The authors have no relevant affiliations or financial involvement with any organization or entity with a financial interest in or financial conflict with the subject matter or materials discussed in the manuscript. This includes employment, consultancies, honoraria, stock ownership or options, expert testimony, grants or patents received or pending, or royalties.

No writing assistance was utilized in the production of this manuscript.

Key issues
  • Locally advanced or metastatic cancer of pancreatic or biliary tract origin is bitterly characterized by poor prognosis and chemotherapy represents the main chance of cure.

  • Few treatment options are still available after the failure of first-line chemotherapy. Although the majority of published studies are mainly Phase II single-arm trials, new insight into the topic has been added in recent years.

  • CONKO-003 Phase III trial showed the efficacy of salvage chemotherapy in patients with pancreatic cancer progressing after gemcitabine treatment. So the oxaliplatin, folinic acid, 5-fluorouracil regimen (oxaliplatin, folinic acid and fluorouracil) can be regarded as a standard of care in such patients.

  • Results of NAPOLI-1 trial, presented at last ASCO meeting, pointed out the efficacy of MM-398 in treating progressive pancreatic cancer after gemcitabine failure.
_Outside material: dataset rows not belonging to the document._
//! Cosmetic token prefix.
//!
//! The salt only makes two tokens for the same payload look different at a
//! glance. It is never decoded, never mixed into the key, and carries no
//! uniqueness guarantee.

use rand::Rng;

/// Number of characters in the salt segment.
pub const SALT_LEN: usize = 8;

const ALPHABET: &[u8] = b"abcdefghijklmnopqrstuvwxyzABCDEFGHIJKLMNOPQRSTUVWXYZ";

/// Draw a [`SALT_LEN`]-character string from `[a-zA-Z]`.
pub fn generate_salt<R: Rng + ?Sized>(rng: &mut R) -> String {
    (0..SALT_LEN)
        .map(|_| ALPHABET[rng.gen_range(0..ALPHABET.len())] as char)
        .collect()
}

#[cfg(test)]
mod tests {
    use super::*;
    use rand::{rngs::StdRng, SeedableRng};

    #[test]
    fn salt_is_eight_ascii_letters() {
        let salt = generate_salt(&mut rand::thread_rng());
        assert_eq!(salt.len(), SALT_LEN);
        assert!(salt.bytes().all(|b| b.is_ascii_alphabetic()));
    }

    #[test]
    fn seeded_rng_is_reproducible() {
        let a = generate_salt(&mut StdRng::seed_from_u64(7));
        let b = generate_salt(&mut StdRng::seed_from_u64(7));
        assert_eq!(a, b);
    }

    #[test]
    fn salts_vary() {
        let mut rng = StdRng::seed_from_u64(42);
        let salts: std::collections::HashSet<_> =
            (0..32).map(|_| generate_salt(&mut rng)).collect();
        assert!(salts.len() > 1);
    }
}
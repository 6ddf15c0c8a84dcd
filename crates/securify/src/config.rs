//! Codec configuration loaded from the environment.
//!
//! All variables are optional and prefixed with `SECURIFY_`:
//!
//! | Variable | Values | Default |
//! |----------|--------|---------|
//! | `SECURIFY_ALGORITHM` | `aes-256-ctr`, `aes-256-gcm-siv` | `aes-256-ctr` |
//! | `SECURIFY_EXPIRY_POLICY` | `ignore`, `enforce` | `ignore` |
//! | `SECURIFY_DEFAULT_EXPIRES_IN` | seconds (`3600`) or duration (`1h`) | unset |
//!
//! The secret key is deliberately not part of this configuration. Key storage
//! belongs to the caller.

use anyhow::{Context, Result};
use securify_common::ExpiresIn;
use serde::Deserialize;

use crate::crypto::Algorithm;
use crate::expiry::{self, ExpiryPolicy};

/// Prefix shared by every environment variable this crate reads.
pub const ENV_PREFIX: &str = "SECURIFY";

/// Validated codec configuration.
#[derive(Debug, Clone, Default, PartialEq, Eq, Deserialize)]
pub struct CodecConfig {
    /// Cipher used to seal token bodies.
    #[serde(default)]
    pub algorithm: Algorithm,

    /// Whether `decode` enforces embedded deadlines.
    #[serde(default)]
    pub expiry_policy: ExpiryPolicy,

    /// Lifetime applied when an `encode` call does not pass one.
    #[serde(default)]
    pub default_expires_in: Option<String>,
}

impl CodecConfig {
    /// Load and validate configuration from `SECURIFY_*` environment variables.
    ///
    /// # Errors
    ///
    /// Returns an error if a variable holds an unknown value.
    pub fn from_env() -> Result<Self> {
        Self::load(config::Environment::with_prefix(ENV_PREFIX))
    }

    fn load(source: config::Environment) -> Result<Self> {
        let cfg = config::Config::builder()
            .add_source(source)
            .build()
            .context("failed to build configuration from environment")?;

        let c: CodecConfig = cfg
            .try_deserialize()
            .context("failed to deserialise codec configuration")?;

        c.validate()?;
        Ok(c)
    }

    /// The configured default lifetime, if any.
    pub fn default_expires_in(&self) -> Option<ExpiresIn> {
        self.default_expires_in
            .as_deref()
            .map(ExpiresIn::from_setting)
    }

    /// Validate all fields, returning a descriptive error on the first failure.
    fn validate(&self) -> Result<()> {
        if let Some(expires_in) = self.default_expires_in() {
            // A zero offset would silently disable expiration.
            if expiry::deadline_at(&expires_in, 1) == 0 {
                anyhow::bail!(
                    "SECURIFY_DEFAULT_EXPIRES_IN must be a positive number of seconds or <digits><s|m|h|d>"
                );
            }
        }
        Ok(())
    }
}

#[cfg(test)]
mod tests {
    use super::*;

    fn env(vars: &[(&str, &str)]) -> config::Environment {
        let map: config::Map<String, String> = vars
            .iter()
            .map(|(k, v)| (k.to_string(), v.to_string()))
            .collect();
        config::Environment::with_prefix(ENV_PREFIX).source(Some(map))
    }

    #[test]
    fn defaults_when_unset() {
        let cfg = CodecConfig::load(env(&[])).unwrap();
        assert_eq!(cfg, CodecConfig::default());
        assert_eq!(cfg.algorithm, Algorithm::Aes256Ctr);
        assert_eq!(cfg.expiry_policy, ExpiryPolicy::Ignore);
        assert_eq!(cfg.default_expires_in(), None);
    }

    #[test]
    fn reads_all_variables() {
        let cfg = CodecConfig::load(env(&[
            ("SECURIFY_ALGORITHM", "aes-256-gcm-siv"),
            ("SECURIFY_EXPIRY_POLICY", "enforce"),
            ("SECURIFY_DEFAULT_EXPIRES_IN", "2h"),
        ]))
        .unwrap();
        assert_eq!(cfg.algorithm, Algorithm::Aes256GcmSiv);
        assert_eq!(cfg.expiry_policy, ExpiryPolicy::Enforce);
        assert_eq!(
            cfg.default_expires_in(),
            Some(ExpiresIn::Duration("2h".into()))
        );
    }

    #[test]
    fn numeric_default_expires_in_is_seconds() {
        let cfg = CodecConfig::load(env(&[("SECURIFY_DEFAULT_EXPIRES_IN", "900")])).unwrap();
        assert_eq!(cfg.default_expires_in(), Some(ExpiresIn::Seconds(900)));
    }

    #[test]
    fn rejects_unknown_algorithm() {
        assert!(CodecConfig::load(env(&[("SECURIFY_ALGORITHM", "rot13")])).is_err());
    }

    #[test]
    fn rejects_unknown_policy() {
        assert!(CodecConfig::load(env(&[("SECURIFY_EXPIRY_POLICY", "sometimes")])).is_err());
    }

    #[test]
    fn validate_rejects_unusable_default_expires_in() {
        for bad in ["0", "1x", "abc", ""] {
            let cfg = CodecConfig {
                default_expires_in: Some(bad.into()),
                ..CodecConfig::default()
            };
            assert!(cfg.validate().is_err(), "{bad:?}");
        }
    }

    #[test]
    fn codec_from_config() {
        use crate::Codec;
        let cfg = CodecConfig {
            algorithm: Algorithm::Aes256GcmSiv,
            expiry_policy: ExpiryPolicy::Enforce,
            default_expires_in: Some("1d".into()),
        };
        let codec = Codec::from_config(&cfg);
        assert_eq!(codec.algorithm(), Algorithm::Aes256GcmSiv);
        assert_eq!(codec.expiry_policy(), ExpiryPolicy::Enforce);
        assert_eq!(
            codec,
            Codec::new(Algorithm::Aes256GcmSiv)
                .with_expiry_policy(ExpiryPolicy::Enforce)
                .with_default_expires_in("1d")
        );
    }
}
  • Lacking results of ad hoc, controlled studies, a gemcitabine-based treatment could sensibly be considered in patients receiving first-line regimens devoid of gemcitabine such as FOLFIRINOX.

  • The emerging interest in genomic analysis has leaded in identifying new actionable targets in pancreatic tumors such as EGFR, mTOR, neoangiogenesis, IGF-1R, MDR, NF-κB and hedgehog signaling. Many target molecules have been investigated in Phase II trials while controlled studies are presently ongoing.

  • Following the rapid development of immunotherapy in solid tumors, encouraging results of a Phase II randomized study with GVAX pancreas prime and Listeria monocytogenes-expressing mesothelin (CRS-207) have recently been published, inciting more powerful studies in this field.

  • No Phase III trial has established a standard second-line treatment for biliary tract cancers up to now. However, either gemcitabine or fluoropyrimidine combinations can be selected if not previously used.

  • Target therapy is also emerging in management of biliary tract cancers. However, despite promising data in preclinical models, former, clinical experiences showed disappointing results. Therefore, more attempts to identify new therapeutic targets and draw innovative clinical studies are desirable.

  • Due to its good toxicity profile, metronomic chemotherapy can represent a chance to hinder tumor progression in patients with refractory pancreatic and biliary tract cancers. However, the lack of robust data should boost clinical studies to prove the efficacy of metronomics and test its role as partner of more innovative combinations.